Bu işi bilenler gayet iyi biliyorlar, uzun zamandır takip ediyorlar. En basit şekilde anlatmaya çalışacağım. Aslında blockchain bir veri tutma şekli. Eskiden biliyorsunuz şirketlerin bir muhasebe defterleri olurmuş. Ama o muhasebe defteri o kurumda kalıyormuş. Bundan bir tane vardır veya kopyası varsa iki tane. Eğer o defter kaybolursa o zaman o bilgiler de yok o olur. Bu şekilde veri tutmak tehlikeli. Tehlikeli dememin sebebi şu: herhangi bir problemde bütün veriyi kaybedersiniz. İçeride yolsuzluk yapılabilir. Ancak bir an için şunu hayal edin. O defterden bir tane değil de milyonlarca tane olduğunu bir düşünün. Bu milyonlarca defter bilgisinin dünyadaki milyonlarca bilgisayar tarafından indirilebildiğini hayal edin. Böylesine bir sistem daha dağınıkçı bir sistem olacaktır. Merkezi bir sistem olmayacaktır. Blockchain aslında merkeziyetçi yapıları dağınık hale getirmeye yarıyor. Bu arada kripto paralardan bir parça bahsedeceğim. Kripto paralar blockchain teknolojisinin bir yan ürünü olarak görülebilir aslında.
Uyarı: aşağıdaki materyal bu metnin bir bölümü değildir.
use secrecy::{ExposeSecret, Secret};
use serde::Deserialize;
use service_core::config as core_config;
use service_core::error::AppError;
use std::env;

/// Fallback signing key for local development. Never accepted in production.
pub const DEV_SESSION_SIGNING_SECRET: &str = "dev-insecure-session-signing-secret-change-me";

/// Minimum signing key length accepted in production (HS256 wants >= 256 bits).
pub const MIN_PROD_SECRET_BYTES: usize = 32;

/// Longest session token validity accepted: one year.
pub const MAX_TOKEN_EXPIRY_MINUTES: i64 = 525_600;

#[derive(Debug, Clone, Deserialize)]
pub struct CredentialConfig {
    #[serde(flatten)]
    pub common: core_config::Config,
    pub environment: Environment,
    pub service_name: String,
    pub service_version: String,
    pub log_level: String,
    pub otlp_endpoint: Option<String>,
    pub mongodb: MongoConfig,
    pub session: SessionConfig,
    pub security: SecurityConfig,
    pub swagger: SwaggerConfig,
    pub rate_limit: RateLimitConfig,
}

#[derive(Debug, Clone, Deserialize, PartialEq)]
#[serde(rename_all = "lowercase")]
pub enum Environment {
    Dev,
    Prod,
}

#[derive(Debug, Clone, Deserialize)]
pub struct MongoConfig {
    pub uri: Secret<String>,
    pub database: String,
}

#[derive(Debug, Clone, Deserialize)]
pub struct SessionConfig {
    /// Symmetric HS256 key shared with the account service.
    pub signing_secret: Secret<String>,
    /// Validity window of session tokens minted on exchange.
    pub token_expiry_minutes: i64,
}

#[derive(Debug, Clone, Deserialize)]
pub struct SecurityConfig {
    pub allowed_origins: Vec<String>,
}

#[derive(Debug, Clone, Deserialize)]
pub struct SwaggerConfig {
    pub enabled: SwaggerMode,
}

/// Exposure of the interactive docs. `/.well-known/openapi.json` is served in
/// either mode; only `/docs` is gated.
#[derive(Debug, Clone, Deserialize, PartialEq)]
#[serde(rename_all = "lowercase")]
pub enum SwaggerMode {
    Public,
    Disabled,
}

#[derive(Debug, Clone, Deserialize)]
pub struct RateLimitConfig {
    pub exchange_attempts: u32,
    pub exchange_window_seconds: u64,
    pub global_ip_limit: u32,
    pub global_ip_window_seconds: u64,
}

impl SessionConfig {
    pub fn uses_dev_secret(&self) -> bool {
        self.signing_secret.expose_secret() == DEV_SESSION_SIGNING_SECRET
    }
}

impl CredentialConfig {
    pub fn from_env() -> Result<Self, AppError> {
        let common_config = core_config::Config::load()?;

        let env_str = env::var("ENVIRONMENT").unwrap_or_else(|_| "dev".to_string());
        let environment: Environment = env_str
            .parse()
            .map_err(|e: String| AppError::ConfigError(anyhow::anyhow!(e)))?;

        let is_prod = environment == Environment::Prod;

        let config = CredentialConfig {
            common: common_config,
            environment,
            service_name: get_env("SERVICE_NAME", Some("credential-service"), is_prod)?,
            service_version: get_env("SERVICE_VERSION", Some(env!("CARGO_PKG_VERSION")), is_prod)?,
            log_level: get_env("LOG_LEVEL", Some("info"), is_prod)?,
            otlp_endpoint: env::var("OTLP_ENDPOINT").ok().filter(|s| !s.is_empty()),
            mongodb: MongoConfig {
                uri: Secret::new(get_env("MONGODB_URI", None, is_prod)?),
                database: get_env("MONGODB_DATABASE", Some("credential_db"), is_prod)?,
            },
            session: SessionConfig {
                signing_secret: Secret::new(get_env(
                    "SESSION_SIGNING_SECRET",
                    Some(DEV_SESSION_SIGNING_SECRET),
                    is_prod,
                )?),
                token_expiry_minutes: parse_env(
                    "SESSION_TOKEN_EXPIRY_MINUTES",
                    Some("1440"),
                    is_prod,
                )?,
            },
            security: SecurityConfig {
                allowed_origins: get_env("ALLOWED_ORIGINS", Some("http://localhost:3000"), is_prod)?
                    .split(',')
                    .map(|s| s.trim().to_string())
                    .filter(|s| !s.is_empty())
                    .collect(),
            },
            swagger: SwaggerConfig {
                enabled: get_env("ENABLE_SWAGGER", Some("public"), is_prod)?
                    .parse()
                    .map_err(|e: String| AppError::ConfigError(anyhow::anyhow!(e)))?,
            },
            rate_limit: RateLimitConfig {
                exchange_attempts: parse_env("RATE_LIMIT_EXCHANGE_ATTEMPTS", Some("10"), is_prod)?,
                exchange_window_seconds: parse_env(
                    "RATE_LIMIT_EXCHANGE_WINDOW_SECONDS",
                    Some("60"),
                    is_prod,
                )?,
                global_ip_limit: parse_env("RATE_LIMIT_GLOBAL_IP_LIMIT", Some("100"), is_prod)?,
                global_ip_window_seconds: parse_env(
                    "RATE_LIMIT_GLOBAL_IP_WINDOW_SECONDS",
                    Some("60"),
                    is_prod,
                )?,
            },
        };

        config.validate()?;
        Ok(config)
    }

    pub fn validate(&self) -> Result<(), AppError> {
        if self.common.port == 0 && self.environment == Environment::Prod {
            return Err(AppError::ConfigError(anyhow::anyhow!(
                "PORT must be greater than 0"
            )));
        }

        if self.session.token_expiry_minutes <= 0
            || self.session.token_expiry_minutes > MAX_TOKEN_EXPIRY_MINUTES
        {
            return Err(AppError::ConfigError(anyhow::anyhow!(
                "SESSION_TOKEN_EXPIRY_MINUTES must be between 1 and {}",
                MAX_TOKEN_EXPIRY_MINUTES
            )));
        }

        if self.session.signing_secret.expose_secret().is_empty() {
            return Err(AppError::ConfigError(anyhow::anyhow!(
                "SESSION_SIGNING_SECRET must not be empty"
            )));
        }

        if self.environment == Environment::Prod {
            if self.session.uses_dev_secret() {
                return Err(AppError::ConfigError(anyhow::anyhow!(
                    "SESSION_SIGNING_SECRET is set to the development default in production"
                )));
            }

            if self.session.signing_secret.expose_secret().len() < MIN_PROD_SECRET_BYTES {
                return Err(AppError::ConfigError(anyhow::anyhow!(
                    "SESSION_SIGNING_SECRET must be at least {} bytes in production",
                    MIN_PROD_SECRET_BYTES
                )));
            }

            if self.security.allowed_origins.iter().any(|o| o == "*") {
                return Err(AppError::ConfigError(anyhow::anyhow!(
                    "Wildcard CORS origin not allowed in production"
                )));
            }

            if self.swagger.enabled == SwaggerMode::Public {
                tracing::warn!("Swagger UI is publicly accessible in production; set ENABLE_SWAGGER=disabled to hide it");
            }
        }

        Ok(())
    }

    /// Whether `/docs` is mounted.
    pub fn swagger_ui_enabled(&self) -> bool {
        self.swagger.enabled == SwaggerMode::Public
    }
}

fn get_env(key: &str, default: Option<&str>, is_prod: bool) -> Result<String, AppError> {
    match env::var(key) {
        Ok(val) => Ok(val),
        Err(_) => {
            if is_prod {
                Err(AppError::ConfigError(anyhow::anyhow!(
                    "{} is required in production but not set",
                    key
                )))
            } else if let Some(def) = default {
                Ok(def.to_string())
            } else {
                Err(AppError::ConfigError(anyhow::anyhow!(
                    "{} is required but not set",
                    key
                )))
            }
        }
    }
}

fn parse_env<T>(key: &str, default: Option<&str>, is_prod: bool) -> Result<T, AppError>
where
    T: std::str::FromStr,
    T::Err: std::fmt::Display,
{
    get_env(key, default, is_prod)?
        .trim()
        .parse()
        .map_err(|e: T::Err| AppError::ConfigError(anyhow::anyhow!("Invalid {}: {}", key, e)))
}

impl std::str::FromStr for Environment {
    type Err = String;

    fn from_str(s: &str) -> Result<Self, Self::Err> {
        match s.to_lowercase().as_str() {
            "dev" => Ok(Environment::Dev),
            "prod" => Ok(Environment::Prod),
            _ => Err(format!("Invalid environment: {}", s)),
        }
    }
}

impl std::str::FromStr for SwaggerMode {
    type Err = String;

    fn from_str(s: &str) -> Result<Self, Self::Err> {
        match s.to_lowercase().as_str() {
            "public" => Ok(SwaggerMode::Public),
            "disabled" => Ok(SwaggerMode::Disabled),
            _ => Err(format!("Invalid swagger mode: {}", s)),
        }
    }
}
Blockchain’i öyle bir anlatacağım ki en basit haliyle anlamanızı sağlayacağımı umuyorum. Günlük işerinizi bir düşünelim. Noter işlemleriniz var hayatınızda, araba alıp sattığınızda notere gidiyorsunuz, bir arkadaşınıza veya bir akrabanıza para göndermek istediğiniz zaman bankaya gidiyorsunuz. Ev alıp satmak istediğiniz zaman, emlak alıp satmak istediğiniz zaman Tapu Kadastro’ya gidiyorsunuz. Evlenmek istediğiniz zaman evlenme dairesine gidiyorsunuz, boşanmak istediğiniz zaman avukata gidiyorsunuz. Yani gördüğünüz gibi merkezi bir kurum var. Oraya gidip, orada sonuçlandırıyorsunuz. Bu neden böyle ve blockchainin buradaki ehemmiyeti, önemi nedir? Örneklerle gidelim. Diyelim ki iki kişi var biri Ahmet biri Ayşe. Ahmet Ayşe’ye 90 lira para gönderecek diyelim. Ahmet Ayşe’ye nasıl 90 lira para gönderebilir? Bir tane kurum var. Adı banka. Ahmet’in o bankaya gitmesi lazım. Bankaya gittikten sonra demesi lazım ki: “Ben Ayşe’nin hesabına 90 lira göndereceğim.” Bunu mobil uygulamadan da yapabilir ama buna da bankaya gitmek diyelim. Peki Ahmet 90 lira gönderebilmesi için ne göstermesi lazım bankaya? Kimlik bilgilerini göstermesi lazım ki benim kimliğim bu adım soyadım bu iban numaram da bu, Ayşe’nin de adı soyadı bu, onun da iban numarası bu. Ben bu hesaba 90 lira göndereceğim demesi lazım. Aradaki banka ne yapacak? Ahmet, “Ahmet mi?”, önce onu doğrulayacak. Buradaki kilit kelime doğrulama. İkinci olarak Ahmet’in hesabında gönderebileceği 90 lira para var mı? Üçüncü olarak, Ayşe, “Ayşe mi?”. Dördüncü Ayşe’nin o iban numarası doğru mu? Tüm bunlar sağlandıysa, Ahmet’in hesabından alınacak, Ayşe’nin hesabına iletilecek. Ama tabi bu hizmet karşılığında banka da belli bir ücret alacak. Diyelim ki Ahmet’ten 2 lira, Ayşe’den de 2 lira kesecek. Peki bu merkezi kurum, banka, neden 2 lira, 2 lira kesti? Neyin karşılığında kesti? Doğrulama karşılığında kesti. Yani bu para gönderme işlemini banka doğruladı, tasdikledi. Peki Ahmet, Ayşe’ye başka türlü para gönderemez miydi? Şuradan Mustafa geçiyor, al bu 90 lirayı Ayşe’ye ilet. Mustafa gerçekten bu parayı Ayşe’ye götürecek mi? Yoksa parayı alıp kendi gidecek mi? Güven pek fazla sağlanmadı. Ahmet başka ne yapabilirdi? Güvercinin ayağına 90 lirayı bağlayabilirdi. O 90 lira Ayşe’ye gidecek mi, gitmeyecek mi? Gördüğünüz gibi güven sağlayan bu merkezi kurum yaptığı doğrulama hizmeti karşılığında belli bir ücret aldı.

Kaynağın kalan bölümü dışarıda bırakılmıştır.